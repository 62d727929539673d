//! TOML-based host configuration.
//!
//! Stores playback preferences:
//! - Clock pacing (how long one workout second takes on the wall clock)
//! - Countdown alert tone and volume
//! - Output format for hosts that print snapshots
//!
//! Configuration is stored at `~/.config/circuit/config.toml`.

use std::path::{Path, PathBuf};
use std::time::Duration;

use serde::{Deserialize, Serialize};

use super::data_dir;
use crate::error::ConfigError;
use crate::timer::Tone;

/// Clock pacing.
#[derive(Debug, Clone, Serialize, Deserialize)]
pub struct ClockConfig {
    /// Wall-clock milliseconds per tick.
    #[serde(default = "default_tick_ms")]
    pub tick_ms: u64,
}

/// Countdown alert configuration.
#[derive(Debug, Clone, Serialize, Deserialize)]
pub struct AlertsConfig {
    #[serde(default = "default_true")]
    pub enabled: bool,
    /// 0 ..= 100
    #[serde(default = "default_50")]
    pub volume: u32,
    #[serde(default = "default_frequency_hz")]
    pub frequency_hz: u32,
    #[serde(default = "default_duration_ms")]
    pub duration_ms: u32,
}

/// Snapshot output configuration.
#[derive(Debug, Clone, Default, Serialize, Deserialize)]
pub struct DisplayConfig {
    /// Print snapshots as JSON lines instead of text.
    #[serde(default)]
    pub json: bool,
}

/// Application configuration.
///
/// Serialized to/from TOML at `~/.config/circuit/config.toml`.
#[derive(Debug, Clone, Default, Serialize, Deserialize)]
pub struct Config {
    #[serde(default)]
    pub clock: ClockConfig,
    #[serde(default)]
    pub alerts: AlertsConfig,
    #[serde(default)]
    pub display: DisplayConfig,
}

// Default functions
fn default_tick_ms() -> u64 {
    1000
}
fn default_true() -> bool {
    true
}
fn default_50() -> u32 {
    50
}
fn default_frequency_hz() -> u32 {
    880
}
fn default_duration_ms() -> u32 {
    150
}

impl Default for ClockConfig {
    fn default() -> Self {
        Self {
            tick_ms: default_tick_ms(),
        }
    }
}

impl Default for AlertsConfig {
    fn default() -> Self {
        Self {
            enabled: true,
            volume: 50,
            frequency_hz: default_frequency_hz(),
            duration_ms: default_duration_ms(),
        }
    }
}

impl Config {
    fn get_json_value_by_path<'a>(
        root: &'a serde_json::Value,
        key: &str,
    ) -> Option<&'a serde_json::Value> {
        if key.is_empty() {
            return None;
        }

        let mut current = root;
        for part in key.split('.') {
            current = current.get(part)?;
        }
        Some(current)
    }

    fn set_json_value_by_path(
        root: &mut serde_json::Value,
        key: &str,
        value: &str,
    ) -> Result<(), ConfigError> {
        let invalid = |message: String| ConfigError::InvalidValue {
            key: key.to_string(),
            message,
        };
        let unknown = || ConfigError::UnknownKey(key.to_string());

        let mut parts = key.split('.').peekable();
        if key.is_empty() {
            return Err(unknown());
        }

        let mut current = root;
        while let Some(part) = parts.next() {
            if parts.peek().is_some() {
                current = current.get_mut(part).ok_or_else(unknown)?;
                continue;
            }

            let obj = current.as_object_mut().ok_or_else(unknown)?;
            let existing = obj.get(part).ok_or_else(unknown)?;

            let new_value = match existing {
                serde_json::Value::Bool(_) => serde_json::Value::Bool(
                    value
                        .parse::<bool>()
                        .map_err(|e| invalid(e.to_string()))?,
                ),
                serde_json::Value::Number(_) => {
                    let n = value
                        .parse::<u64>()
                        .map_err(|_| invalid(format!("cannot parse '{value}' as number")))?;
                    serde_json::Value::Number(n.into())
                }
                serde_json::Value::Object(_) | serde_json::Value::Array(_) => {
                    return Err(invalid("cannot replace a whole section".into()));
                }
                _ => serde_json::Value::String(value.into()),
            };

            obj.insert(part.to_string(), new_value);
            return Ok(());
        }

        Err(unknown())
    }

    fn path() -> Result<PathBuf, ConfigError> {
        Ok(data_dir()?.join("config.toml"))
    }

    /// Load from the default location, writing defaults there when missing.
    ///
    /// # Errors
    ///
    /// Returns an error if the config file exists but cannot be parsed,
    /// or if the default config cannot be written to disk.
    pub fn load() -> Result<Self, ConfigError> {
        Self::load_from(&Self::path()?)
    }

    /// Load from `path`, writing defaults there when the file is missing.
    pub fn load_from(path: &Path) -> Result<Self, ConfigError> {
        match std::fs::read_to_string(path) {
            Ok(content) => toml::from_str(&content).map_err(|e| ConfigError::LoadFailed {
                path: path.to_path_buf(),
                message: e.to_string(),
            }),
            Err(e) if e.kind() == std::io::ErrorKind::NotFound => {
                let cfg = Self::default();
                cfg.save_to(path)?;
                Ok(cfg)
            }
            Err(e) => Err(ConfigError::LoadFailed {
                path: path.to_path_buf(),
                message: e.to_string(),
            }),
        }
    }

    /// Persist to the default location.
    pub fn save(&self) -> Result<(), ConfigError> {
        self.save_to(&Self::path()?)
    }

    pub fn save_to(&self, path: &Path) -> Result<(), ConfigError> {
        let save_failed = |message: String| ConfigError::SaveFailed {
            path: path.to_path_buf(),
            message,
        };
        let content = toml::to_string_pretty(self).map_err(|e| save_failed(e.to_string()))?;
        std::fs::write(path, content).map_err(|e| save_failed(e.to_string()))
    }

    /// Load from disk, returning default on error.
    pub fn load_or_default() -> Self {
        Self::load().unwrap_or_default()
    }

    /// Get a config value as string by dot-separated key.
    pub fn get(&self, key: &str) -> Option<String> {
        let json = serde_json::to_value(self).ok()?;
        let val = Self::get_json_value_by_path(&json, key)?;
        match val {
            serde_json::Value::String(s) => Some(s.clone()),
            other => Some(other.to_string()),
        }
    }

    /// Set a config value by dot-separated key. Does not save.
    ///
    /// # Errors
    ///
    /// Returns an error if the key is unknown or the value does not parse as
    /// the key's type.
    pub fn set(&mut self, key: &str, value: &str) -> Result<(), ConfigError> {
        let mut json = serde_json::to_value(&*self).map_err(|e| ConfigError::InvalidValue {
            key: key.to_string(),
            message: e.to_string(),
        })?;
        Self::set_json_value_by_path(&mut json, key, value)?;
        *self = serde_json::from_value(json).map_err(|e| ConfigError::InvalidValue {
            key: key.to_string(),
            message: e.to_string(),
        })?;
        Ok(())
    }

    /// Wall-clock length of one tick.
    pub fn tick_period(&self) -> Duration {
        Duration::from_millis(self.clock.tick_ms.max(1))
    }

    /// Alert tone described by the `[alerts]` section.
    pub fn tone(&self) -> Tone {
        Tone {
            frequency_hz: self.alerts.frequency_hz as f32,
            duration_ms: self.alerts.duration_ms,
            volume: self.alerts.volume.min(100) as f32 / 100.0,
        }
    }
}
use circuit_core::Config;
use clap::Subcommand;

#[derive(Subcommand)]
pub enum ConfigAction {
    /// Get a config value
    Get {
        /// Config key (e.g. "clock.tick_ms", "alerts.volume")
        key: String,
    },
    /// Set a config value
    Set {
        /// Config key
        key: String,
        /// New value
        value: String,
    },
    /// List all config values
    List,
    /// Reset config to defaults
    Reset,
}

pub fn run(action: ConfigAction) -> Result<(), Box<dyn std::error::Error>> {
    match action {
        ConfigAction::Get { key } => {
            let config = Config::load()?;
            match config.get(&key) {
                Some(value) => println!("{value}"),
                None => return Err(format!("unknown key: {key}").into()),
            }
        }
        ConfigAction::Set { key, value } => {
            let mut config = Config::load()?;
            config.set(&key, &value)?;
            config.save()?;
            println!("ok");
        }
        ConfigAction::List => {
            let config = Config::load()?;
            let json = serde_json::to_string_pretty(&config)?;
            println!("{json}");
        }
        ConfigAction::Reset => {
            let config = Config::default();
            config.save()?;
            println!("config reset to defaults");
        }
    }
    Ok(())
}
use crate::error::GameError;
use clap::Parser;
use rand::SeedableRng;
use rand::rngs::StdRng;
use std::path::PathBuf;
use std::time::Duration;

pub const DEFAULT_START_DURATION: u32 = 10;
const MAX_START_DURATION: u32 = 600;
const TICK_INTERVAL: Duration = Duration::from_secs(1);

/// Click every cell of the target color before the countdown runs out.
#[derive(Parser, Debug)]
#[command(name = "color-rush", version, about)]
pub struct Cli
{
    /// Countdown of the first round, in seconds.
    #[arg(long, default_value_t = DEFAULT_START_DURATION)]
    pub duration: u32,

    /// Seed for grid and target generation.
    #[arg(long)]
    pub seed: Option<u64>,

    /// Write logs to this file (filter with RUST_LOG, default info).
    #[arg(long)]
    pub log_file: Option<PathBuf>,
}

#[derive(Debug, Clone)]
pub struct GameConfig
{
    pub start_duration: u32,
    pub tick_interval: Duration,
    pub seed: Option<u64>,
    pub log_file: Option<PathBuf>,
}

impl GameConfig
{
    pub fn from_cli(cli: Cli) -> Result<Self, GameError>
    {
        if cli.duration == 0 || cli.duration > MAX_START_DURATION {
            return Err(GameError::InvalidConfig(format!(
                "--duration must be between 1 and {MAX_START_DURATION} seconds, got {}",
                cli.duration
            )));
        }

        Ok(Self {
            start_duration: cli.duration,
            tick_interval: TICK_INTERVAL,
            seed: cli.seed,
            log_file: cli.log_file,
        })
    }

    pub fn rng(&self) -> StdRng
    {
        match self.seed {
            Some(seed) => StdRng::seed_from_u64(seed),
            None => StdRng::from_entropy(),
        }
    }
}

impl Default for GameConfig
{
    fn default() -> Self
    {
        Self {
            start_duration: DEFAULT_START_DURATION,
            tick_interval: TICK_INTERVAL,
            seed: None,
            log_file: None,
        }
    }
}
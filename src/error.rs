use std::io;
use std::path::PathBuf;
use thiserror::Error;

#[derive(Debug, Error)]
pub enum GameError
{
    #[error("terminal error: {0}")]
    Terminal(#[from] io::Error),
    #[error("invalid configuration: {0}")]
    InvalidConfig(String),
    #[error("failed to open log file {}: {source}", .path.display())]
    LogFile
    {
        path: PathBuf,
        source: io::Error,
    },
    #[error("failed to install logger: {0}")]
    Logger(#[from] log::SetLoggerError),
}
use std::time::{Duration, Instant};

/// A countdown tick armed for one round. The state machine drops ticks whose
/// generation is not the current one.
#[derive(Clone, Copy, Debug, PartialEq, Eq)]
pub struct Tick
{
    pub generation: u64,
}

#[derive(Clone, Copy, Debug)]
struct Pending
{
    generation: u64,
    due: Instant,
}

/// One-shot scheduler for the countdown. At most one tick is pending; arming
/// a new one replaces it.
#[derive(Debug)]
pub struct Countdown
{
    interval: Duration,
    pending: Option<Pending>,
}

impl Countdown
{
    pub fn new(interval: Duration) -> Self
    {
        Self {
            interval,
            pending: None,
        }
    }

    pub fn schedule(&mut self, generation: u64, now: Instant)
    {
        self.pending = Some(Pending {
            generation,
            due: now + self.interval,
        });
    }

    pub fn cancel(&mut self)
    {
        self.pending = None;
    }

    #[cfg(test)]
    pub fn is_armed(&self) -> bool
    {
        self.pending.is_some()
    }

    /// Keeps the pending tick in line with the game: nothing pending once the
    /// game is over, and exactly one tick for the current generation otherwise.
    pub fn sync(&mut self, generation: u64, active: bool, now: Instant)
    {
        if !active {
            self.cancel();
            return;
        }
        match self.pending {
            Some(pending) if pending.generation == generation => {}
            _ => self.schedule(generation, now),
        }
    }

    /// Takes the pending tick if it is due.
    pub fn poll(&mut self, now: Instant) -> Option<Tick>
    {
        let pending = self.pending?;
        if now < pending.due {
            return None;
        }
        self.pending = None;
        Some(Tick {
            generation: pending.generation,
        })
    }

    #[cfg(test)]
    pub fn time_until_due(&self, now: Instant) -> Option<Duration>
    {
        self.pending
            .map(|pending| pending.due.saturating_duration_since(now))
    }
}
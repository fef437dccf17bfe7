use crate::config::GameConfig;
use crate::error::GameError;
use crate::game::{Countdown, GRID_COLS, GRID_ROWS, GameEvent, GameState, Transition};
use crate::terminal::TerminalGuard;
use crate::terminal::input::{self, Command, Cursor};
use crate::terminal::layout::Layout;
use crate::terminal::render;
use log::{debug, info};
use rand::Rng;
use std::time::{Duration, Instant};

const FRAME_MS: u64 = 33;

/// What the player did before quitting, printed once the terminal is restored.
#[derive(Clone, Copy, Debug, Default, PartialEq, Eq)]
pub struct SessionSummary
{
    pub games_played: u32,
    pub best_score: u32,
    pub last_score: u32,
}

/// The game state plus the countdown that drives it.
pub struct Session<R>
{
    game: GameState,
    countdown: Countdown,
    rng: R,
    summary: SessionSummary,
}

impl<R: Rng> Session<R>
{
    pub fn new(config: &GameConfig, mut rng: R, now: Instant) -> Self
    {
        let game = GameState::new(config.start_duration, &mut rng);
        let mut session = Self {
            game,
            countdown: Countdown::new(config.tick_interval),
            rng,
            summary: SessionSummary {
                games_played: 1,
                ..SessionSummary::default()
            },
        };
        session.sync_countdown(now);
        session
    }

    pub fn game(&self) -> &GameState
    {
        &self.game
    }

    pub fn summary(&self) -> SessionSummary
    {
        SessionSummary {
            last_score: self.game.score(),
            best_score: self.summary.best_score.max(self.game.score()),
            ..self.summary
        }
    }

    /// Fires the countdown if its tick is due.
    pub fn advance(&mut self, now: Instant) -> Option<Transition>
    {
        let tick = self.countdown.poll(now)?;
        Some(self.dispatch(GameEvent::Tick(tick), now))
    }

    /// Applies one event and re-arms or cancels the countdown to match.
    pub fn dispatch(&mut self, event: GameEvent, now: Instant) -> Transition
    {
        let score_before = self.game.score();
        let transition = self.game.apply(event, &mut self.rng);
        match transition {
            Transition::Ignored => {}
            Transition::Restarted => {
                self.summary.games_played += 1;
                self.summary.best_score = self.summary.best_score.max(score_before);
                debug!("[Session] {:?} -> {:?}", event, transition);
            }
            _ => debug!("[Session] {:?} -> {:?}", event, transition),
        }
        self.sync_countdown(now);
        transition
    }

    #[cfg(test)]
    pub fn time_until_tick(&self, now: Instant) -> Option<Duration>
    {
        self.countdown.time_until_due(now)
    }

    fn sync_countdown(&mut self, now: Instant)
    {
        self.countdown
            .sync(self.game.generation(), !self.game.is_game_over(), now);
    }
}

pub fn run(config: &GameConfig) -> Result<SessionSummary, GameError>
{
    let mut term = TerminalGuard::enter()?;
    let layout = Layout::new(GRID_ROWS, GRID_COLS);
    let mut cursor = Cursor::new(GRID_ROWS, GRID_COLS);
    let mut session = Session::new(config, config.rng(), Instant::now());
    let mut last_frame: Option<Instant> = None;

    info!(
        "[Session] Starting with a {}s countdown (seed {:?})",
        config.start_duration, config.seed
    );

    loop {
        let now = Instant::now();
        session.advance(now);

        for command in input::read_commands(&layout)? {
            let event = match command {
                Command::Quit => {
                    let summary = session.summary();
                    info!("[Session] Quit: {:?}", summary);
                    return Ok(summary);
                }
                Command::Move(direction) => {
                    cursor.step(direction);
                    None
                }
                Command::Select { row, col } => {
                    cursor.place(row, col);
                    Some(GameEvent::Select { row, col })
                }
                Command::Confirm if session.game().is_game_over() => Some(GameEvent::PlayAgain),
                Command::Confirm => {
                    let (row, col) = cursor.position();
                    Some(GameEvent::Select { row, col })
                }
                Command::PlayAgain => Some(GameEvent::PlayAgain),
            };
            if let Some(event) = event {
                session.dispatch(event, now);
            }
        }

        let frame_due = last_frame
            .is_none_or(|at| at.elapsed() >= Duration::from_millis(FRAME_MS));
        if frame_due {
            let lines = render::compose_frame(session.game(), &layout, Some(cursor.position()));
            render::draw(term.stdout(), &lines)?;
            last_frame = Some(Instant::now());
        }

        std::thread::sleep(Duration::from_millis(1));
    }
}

§

» **TASK BRIEF**
Everything from the line with "pub struct Session<R>" through the line with "pub fn summary(&self) -> SessionSummary" in the listing above must be retyped exactly, with nothing added.

» **RESULT BELOW**
pub struct Session<R>
{
    game: GameState,
    countdown: Countdown,
    rng: R,
    summary: SessionSummary,
}

impl<R: Rng> Session<R>
{
    pub fn new(config: &GameConfig, mut rng: R, now: Instant) -> Self
    {
        let game = GameState::new(config.start_duration, &mut rng);
        let mut session = Self {
            game,
            countdown: Countdown::new(config.tick_interval),
            rng,
            summary: SessionSummary {
                games_played: 1,
                ..SessionSummary::default()
            },
        };
        session.sync_countdown(now);
        session
    }

    pub fn game(&self) -> &GameState
    {
        &self.game
    }

    pub fn summary(&self) -> SessionSummary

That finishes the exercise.